Reputation: 2268
I have two different sources of some IDs I have to do work with. One is from a file, another is from URL. When I'm creating Flux
from the Files' lines, I can perfectly well work on it. When I'm switching the Flux-creating function with the one that uses WebClient....get(), I get different results; the WebClient does never get called for some reason.
private Flux<String> retrieveIdListFromFile(String filename) {
try {
return Flux.fromIterable(Files.readAllLines(ResourceUtils.getFile(filename).toPath()));
} catch (IOException e) {
return Flux.error(e);
}
}
Here the WebClient part...
private Flux<String> retrieveIdList() {
return client.get()
.uri(uriBuilder -> uriBuilder.path("capdocuments_201811v2/selectRaw")

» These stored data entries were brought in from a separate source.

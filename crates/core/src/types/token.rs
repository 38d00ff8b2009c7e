//! Bearer token type.

use core::fmt;

use secrecy::{ExposeSecret, SecretString};
use serde::de::{self, Visitor};
use serde::{Deserialize, Deserializer, Serialize, Serializer};

/// An opaque bearer token proving identity on authenticated calls.
///
/// The token is held in a [`SecretString`] so it is zeroized on drop and
/// never appears in `Debug` output. Serialization is implemented explicitly
/// because the credential store must round-trip the raw value.
#[derive(Clone)]
pub struct AuthToken(SecretString);

impl AuthToken {
    /// Create a token from its raw string form.
    #[must_use]
    pub fn new(token: impl Into<String>) -> Self {
        Self(SecretString::from(token.into()))
    }

    /// Expose the raw token value.
    ///
    /// Only the request dispatcher (for the `Authorization` header) and the
    /// credential store (for persistence) should need this.
    #[must_use]
    pub fn expose(&self) -> &str {
        self.0.expose_secret()
    }
}

impl fmt::Debug for AuthToken {
    fn fmt(&self, f: &mut fmt::Formatter<'_>) -> fmt::Result {
        f.write_str("AuthToken(***)")
    }
}

impl PartialEq for AuthToken {
    fn eq(&self, other: &Self) -> bool {
        self.expose() == other.expose()
    }
}

impl Eq for AuthToken {}

impl From<&str> for AuthToken {
    fn from(token: &str) -> Self {
        Self::new(token)
    }
}

impl Serialize for AuthToken {
    fn serialize<S: Serializer>(&self, serializer: S) -> Result<S::Ok, S::Error> {
        serializer.serialize_str(self.expose())
    }
}

impl<'de> Deserialize<'de> for AuthToken {
    fn deserialize<D: Deserializer<'de>>(deserializer: D) -> Result<Self, D::Error> {
        struct TokenVisitor;

        impl Visitor<'_> for TokenVisitor {
            type Value = AuthToken;

            fn expecting(&self, f: &mut fmt::Formatter<'_>) -> fmt::Result {
                f.write_str("a bearer token string")
            }

            fn visit_str<E: de::Error>(self, v: &str) -> Result<Self::Value, E> {
                Ok(AuthToken::new(v))
            }

            fn visit_string<E: de::Error>(self, v: String) -> Result<Self::Value, E> {
                Ok(AuthToken::new(v))
            }
        }

        deserializer.deserialize_str(TokenVisitor)
    }
}

#[cfg(test)]
mod tests {
    use super::*;

    #[test]
    fn debug_never_prints_the_token() {
        let token = AuthToken::new("super-secret");
        assert_eq!(format!("{token:?}"), "AuthToken(***)");
    }

    #[test]
    fn round_trips_through_json() {
        let token = AuthToken::new("t1");
        let json = serde_json::to_string(&token).expect("serialize");
        assert_eq!(json, "\"t1\"");

        let back: AuthToken = serde_json::from_str(&json).expect("deserialize");
        assert_eq!(back, token);
    }
}
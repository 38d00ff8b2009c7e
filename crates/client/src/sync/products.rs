//! Product collection controller.

use flyercraft_core::{Product, ProductDraft, ProductId};

use super::{Resource, SyncedCollection};

impl Resource for Product {
    const ENDPOINT: &'static str = "/api/products";
    const KIND: &'static str = "product";

    type Id = ProductId;
    type Draft = ProductDraft;

    fn id(&self) -> &ProductId {
        &self.id
    }
}

/// Sync controller for the user's products.
pub type ProductCollection = SyncedCollection<Product>;
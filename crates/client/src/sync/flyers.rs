//! Flyer collection controller.

use tracing::instrument;

use flyercraft_core::{Flyer, FlyerDraft, FlyerId};

use crate::error::OperationError;

use super::{Resource, SyncedCollection};

impl Resource for Flyer {
    const ENDPOINT: &'static str = "/api/flyers";
    const KIND: &'static str = "flyer";

    type Id = FlyerId;
    type Draft = FlyerDraft;

    fn id(&self) -> &FlyerId {
        &self.id
    }
}

/// Sync controller for the user's flyers.
pub type FlyerCollection = SyncedCollection<Flyer>;

impl SyncedCollection<Flyer> {
    /// Duplicate a flyer server-side, then refresh the collection.
    ///
    /// The duplicate endpoint takes an empty body; the backend copies the
    /// flyer and returns the new entity, which the trailing `list()` picks
    /// up.
    ///
    /// # Errors
    ///
    /// Surfaces the server's message, or "Failed to duplicate flyer"; the
    /// local collection is untouched on failure.
    #[instrument(skip(self), fields(id = %id))]
    pub async fn duplicate(&mut self, id: &FlyerId) -> Result<(), OperationError> {
        let path = format!("{}/{}/duplicate", Self::endpoint(), id);
        let _: serde_json::Value = self
            .api()
            .post_empty(&path)
            .await
            .map_err(|e| OperationError::new(e, "Failed to duplicate flyer"))?;

        self.list().await?;
        Ok(())
    }

    const fn endpoint() -> &'static str {
        <Flyer as Resource>::ENDPOINT
    }
}
//! Flyercraft Core - Shared types library.
//!
//! This crate provides the domain types used across the Flyercraft
//! components:
//! - `client` - Session, credential and resource-sync machinery
//! - `cli` - Command-line client
//!
//! # Architecture
//!
//! The core crate contains only types - no I/O, no HTTP clients. This keeps
//! it lightweight and allows it to be used anywhere.
//!
//! # Modules
//!
//! - [`types`] - Newtype IDs, email, auth token, user profile and the
//!   product/flyer entities with their draft (form) counterparts

#![cfg_attr(not(test), forbid(unsafe_code))]

pub mod types;

pub use types::*;
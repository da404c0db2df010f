//! # Domain Layer
//!
//! The domain layer contains the core business logic of the coin economy.
//! It is independent of any external frameworks or infrastructure concerns.
//!
//! ## Structure
//!
//! - **entities**: Core domain entities (User, Balance, GamblingRecord)
//! - **value_objects**: Immutable value types (PayoutRule, PayoutTable)
//! - **services**: Domain services for ledger mutations
//!
//! ## Design Principles
//!
//! - No dependencies on infrastructure or presentation layers
//! - Repository traits define data access contracts
//! - Services validate before any state is touched

pub mod entities;
pub mod services;
pub mod value_objects;

// Re-export commonly used types
pub use entities::*;
pub use value_objects::*;
//! Peer-to-peer coin transfers.

use std::sync::Arc;

use crate::domain::entities::{BalanceRepository, TransferReceipt};

use super::LedgerError;

/// Domain service that validates and executes transfers.
pub struct PaymentService {
    balance_repo: Arc<dyn BalanceRepository>,
}

impl PaymentService {
    pub fn new(balance_repo: Arc<dyn BalanceRepository>) -> Self {
        Self { balance_repo }
    }

    /// Move `amount` coins from sender to recipient.
    ///
    /// Nothing is written unless every check passes. The debit and credit are
    /// applied together by the repository, which re-checks the sender's funds
    /// under lock so a concurrent spend cannot overdraw the balance.
    pub async fn transfer(
        &self,
        sender_id: i64,
        recipient_id: i64,
        amount: i64,
    ) -> Result<TransferReceipt, LedgerError> {
        if amount <= 0 {
            return Err(LedgerError::InvalidAmount(amount));
        }

        if sender_id == recipient_id {
            return Err(LedgerError::SelfTransfer);
        }

        let sender = self
            .balance_repo
            .get_or_create(sender_id)
            .await
            .map_err(LedgerError::for_user(sender_id))?;

        if !sender.covers(amount) {
            return Err(LedgerError::InsufficientFunds {
                available: sender.amount,
                required: amount,
            });
        }

        let receipt = self
            .balance_repo
            .transfer(sender_id, recipient_id, amount)
            .await
            .map_err(LedgerError::for_user(sender_id))?
            .ok_or(LedgerError::InsufficientFunds {
                available: sender.amount,
                required: amount,
            })?;

        tracing::info!(
            sender_id,
            recipient_id,
            amount,
            sender_balance = receipt.sender.amount,
            recipient_balance = receipt.recipient.amount,
            "Coins transferred"
        );

        Ok(receipt)
    }
}
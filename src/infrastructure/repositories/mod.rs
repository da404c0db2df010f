//! Repository Implementations
//!
//! PostgreSQL implementations of domain repository traits.
//!
//! - **PgUserRepository** - Users and their message counters
//! - **PgBalanceRepository** - Coin balances and transfers
//! - **PgGamblingRepository** - Gambling log
//!
//! ## Usage Example
//!
//! ```rust,ignore
//! use sqlx::PgPool;
//! use crate::infrastructure::repositories::{
//!     PgBalanceRepository, PgGamblingRepository, PgUserRepository,
//! };
//!
//! fn setup_repositories(pool: PgPool) {
//!     let user_repo = PgUserRepository::new(pool.clone());
//!     let balance_repo = PgBalanceRepository::new(pool.clone());
//!     let gambling_repo = PgGamblingRepository::new(pool);
//! }
//! ```

pub mod balance_repository;
pub mod gambling_repository;
pub mod user_repository;

pub use balance_repository::PgBalanceRepository;
pub use gambling_repository::PgGamblingRepository;
pub use user_repository::PgUserRepository;
//! # Cheapo Bot
//!
//! Discord economy bot entry point.
//!
//! This initializes:
//! - Tracing/logging subsystem
//! - Configuration loading
//! - Datastore and repositories
//! - Discord client and the ops HTTP server

use anyhow::Result;
use tracing::info;

use cheapo_bot::config::Settings;
use cheapo_bot::startup::Application;

#[tokio::main]
async fn main() -> Result<()> {
    // Initialize tracing subscriber for structured logging
    cheapo_bot::telemetry::init_tracing();

    info!("Starting Cheapo Bot...");

    // Load configuration from environment and config files
    let settings = Settings::load()?;
    info!(
        prefix = %settings.discord.command_prefix,
        backend = %settings.database.backend,
        variants = settings.gambling.variants.len(),
        environment = %settings.environment,
        "Configuration loaded"
    );

    let application = Application::build(settings).await?;

    info!("Connecting to the Discord gateway");
    application.run_until_stopped().await?;

    info!("Cheapo Bot stopped");
    Ok(())
}
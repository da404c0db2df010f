mod economy_tests;
mod health_tests;
//! Errors raised by the ledger services.

use crate::shared::error::AppError;

/// Domain-level failure of a balance operation.
#[derive(Debug, thiserror::Error)]
pub enum LedgerError {
    #[error("Insufficient funds: {available} available, {required} required")]
    InsufficientFunds { available: i64, required: i64 },

    #[error("Invalid amount: {0}")]
    InvalidAmount(i64),

    #[error("Cannot transfer coins to yourself")]
    SelfTransfer,

    #[error("User {0} not found")]
    UserNotFound(i64),

    #[error("Unknown game variant: {0}")]
    UnknownVariant(String),

    #[error("Datastore error: {0}")]
    Datastore(#[from] AppError),
}

impl LedgerError {
    /// Map a repository error, turning a missing row into `UserNotFound`.
    pub fn for_user(user_id: i64) -> impl FnOnce(AppError) -> LedgerError {
        move |e| {
            if e.is_not_found() {
                LedgerError::UserNotFound(user_id)
            } else {
                LedgerError::Datastore(e)
            }
        }
    }

    /// Whether the failure came from storage rather than from validation.
    pub fn is_datastore(&self) -> bool {
        matches!(self, LedgerError::Datastore(_))
    }
}
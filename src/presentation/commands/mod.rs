//! Chat Commands
//!
//! Prefix command parsing, the help listing, and dispatch to the use cases.

pub mod help;
pub mod parser;
pub mod router;

pub use parser::{Command, CommandError, CommandParser};
pub use router::CommandRouter;
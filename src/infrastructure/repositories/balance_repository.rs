//! Balance Repository Implementation
//!
//! PostgreSQL implementation of the BalanceRepository trait. Every mutation
//! is a guarded single statement inside a transaction, and the `amount >= 0`
//! check constraint backs the guards up.

use async_trait::async_trait;
use chrono::{DateTime, Utc};
use sqlx::{PgConnection, PgPool};

use crate::domain::{Balance, BalanceRepository, TransferReceipt};
use crate::infrastructure::database::{with_transaction, TransactionContext};
use crate::shared::error::AppError;

/// Database row representation of the balances table.
#[derive(Debug, sqlx::FromRow)]
pub(super) struct BalanceRow {
    user_id: i64,
    amount: i64,
    updated_at: DateTime<Utc>,
}

impl BalanceRow {
    /// Convert database row to domain Balance entity.
    pub(super) fn into_balance(self) -> Balance {
        Balance {
            user_id: self.user_id,
            amount: self.amount,
            updated_at: self.updated_at,
        }
    }
}

/// Insert the user and an empty balance if either is missing.
pub(super) async fn ensure_account(conn: &mut PgConnection, user_id: i64) -> Result<(), AppError> {
    sqlx::query("INSERT INTO users (id) VALUES ($1) ON CONFLICT (id) DO NOTHING")
        .bind(user_id)
        .execute(&mut *conn)
        .await?;

    sqlx::query("INSERT INTO balances (user_id) VALUES ($1) ON CONFLICT (user_id) DO NOTHING")
        .bind(user_id)
        .execute(&mut *conn)
        .await?;

    Ok(())
}

/// PostgreSQL balance repository implementation.
#[derive(Clone)]
pub struct PgBalanceRepository {
    pool: PgPool,
}

impl PgBalanceRepository {
    /// Create a new PgBalanceRepository with the given connection pool.
    pub fn new(pool: PgPool) -> Self {
        Self { pool }
    }
}

#[async_trait]
impl BalanceRepository for PgBalanceRepository {
    async fn get_or_create(&self, user_id: i64) -> Result<Balance, AppError> {
        with_transaction(&self.pool, |mut ctx| async move {
            ensure_account(ctx.conn(), user_id).await?;

            let row = sqlx::query_as::<_, BalanceRow>(
                "SELECT user_id, amount, updated_at FROM balances WHERE user_id = $1",
            )
            .bind(user_id)
            .fetch_one(ctx.conn())
            .await?;

            Ok::<_, AppError>((row.into_balance(), ctx))
        })
        .await
    }

    async fn credit(&self, user_id: i64, amount: i64) -> Result<Balance, AppError> {
        with_transaction(&self.pool, |mut ctx| async move {
            ensure_account(ctx.conn(), user_id).await?;

            let row = sqlx::query_as::<_, BalanceRow>(
                r#"
                UPDATE balances
                SET amount = amount + $2, updated_at = NOW()
                WHERE user_id = $1
                RETURNING user_id, amount, updated_at
                "#,
            )
            .bind(user_id)
            .bind(amount)
            .fetch_one(ctx.conn())
            .await?;

            Ok::<_, AppError>((row.into_balance(), ctx))
        })
        .await
    }

    async fn transfer(
        &self,
        sender_id: i64,
        recipient_id: i64,
        amount: i64,
    ) -> Result<Option<TransferReceipt>, AppError> {
        let mut ctx = TransactionContext::new(self.pool.begin().await?);

        ensure_account(ctx.conn(), recipient_id).await?;

        // Lock both rows in id order so opposite transfers cannot deadlock.
        let locked = sqlx::query_as::<_, BalanceRow>(
            r#"
            SELECT user_id, amount, updated_at
            FROM balances
            WHERE user_id = ANY($1)
            ORDER BY user_id
            FOR UPDATE
            "#,
        )
        .bind(vec![sender_id, recipient_id])
        .fetch_all(ctx.conn())
        .await?;

        if !locked.iter().any(|row| row.user_id == sender_id) {
            ctx.rollback().await?;
            return Err(AppError::NotFound(format!(
                "Balance for user {} not found",
                sender_id
            )));
        }

        let sender = sqlx::query_as::<_, BalanceRow>(
            r#"
            UPDATE balances
            SET amount = amount - $2, updated_at = NOW()
            WHERE user_id = $1 AND amount >= $2
            RETURNING user_id, amount, updated_at
            "#,
        )
        .bind(sender_id)
        .bind(amount)
        .fetch_optional(ctx.conn())
        .await?;

        let Some(sender) = sender else {
            ctx.rollback().await?;
            return Ok(None);
        };

        let recipient = sqlx::query_as::<_, BalanceRow>(
            r#"
            UPDATE balances
            SET amount = amount + $2, updated_at = NOW()
            WHERE user_id = $1
            RETURNING user_id, amount, updated_at
            "#,
        )
        .bind(recipient_id)
        .bind(amount)
        .fetch_one(ctx.conn())
        .await?;

        ctx.commit().await?;

        Ok(Some(TransferReceipt {
            sender: sender.into_balance(),
            recipient: recipient.into_balance(),
            amount,
        }))
    }

    async fn top(&self, limit: i64) -> Result<Vec<Balance>, AppError> {
        let rows = sqlx::query_as::<_, BalanceRow>(
            r#"
            SELECT user_id, amount, updated_at
            FROM balances
            ORDER BY amount DESC, user_id ASC
            LIMIT $1
            "#,
        )
        .bind(limit)
        .fetch_all(&self.pool)
        .await?;

        Ok(rows.into_iter().map(|r| r.into_balance()).collect())
    }
}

.queryParam("q", "-P_Id:[* TO *]")
.queryParam("fq", "DateLastModified:[2010-01-01T00:00:00Z TO 2016-12-31T00:00:00Z]")
.queryParam("fl", "id")
.queryParam("rows", "10")
.queryParam("wt", "csv")
.build())
.retrieve()
.bodyToFlux(String.class);
}
When I do a subscribe(System.out::println)
on the WebClient's flux, nothing happens. When I do a blockLast(), it works (URL is called, data returned). I don't get why, and how to correct this, and what I'm doing wrong.
With the flux that originates from the file, even the subscribe works fine. I sort of thought, that Fluxes are interchangable...
When I do a retrieveIdList().log().subscribe()
:
INFO [main] reactor.Flux.OnAssembly.1 | onSubscribe([Fuseable] FluxOnAssembly.OnAssemblySubscriber)
INFO [main] reactor.Flux.OnAssembly.1 | request(unbounded)
When I do the same with blockLast() instead of subscribe():
INFO [main] reactor.Flux.OnAssembly.1 | onSubscribe([Fuseable] FluxOnAssembly.OnAssemblySubscriber)
INFO [main] reactor.Flux.OnAssembly.1 | request(unbounded)
INFO [reactor-http-nio-4] reactor.Flux.OnAssembly.1 | onNext(id)
.
.
.
Upvotes: 0
Views: 563
Reputation: 59086
Judging from your question update, it seems that nothing is waiting on the processing to finish. I assume this is a batch or CLI application, and not a web application?
Assuming the following:
Flux<User> users = userService.fetchAll();
Calling blockLast
on a Flux
will trigger the processing and block
until the result is there.
Calling subscribe
on it will trigger the processing asynchronously; we're seeing the subscriber request
elements in your logs, but nothing more. This probably means that the JVM exits before any elements are published - nothing is waiting on the result.
If you're effectively writing some CLI/batch application and not processing requests within a web application, you can block
on the final reactive pipeline to get the result. If you wish to write that result to a file or send it to a different service, then you should compose on it with reactor operators.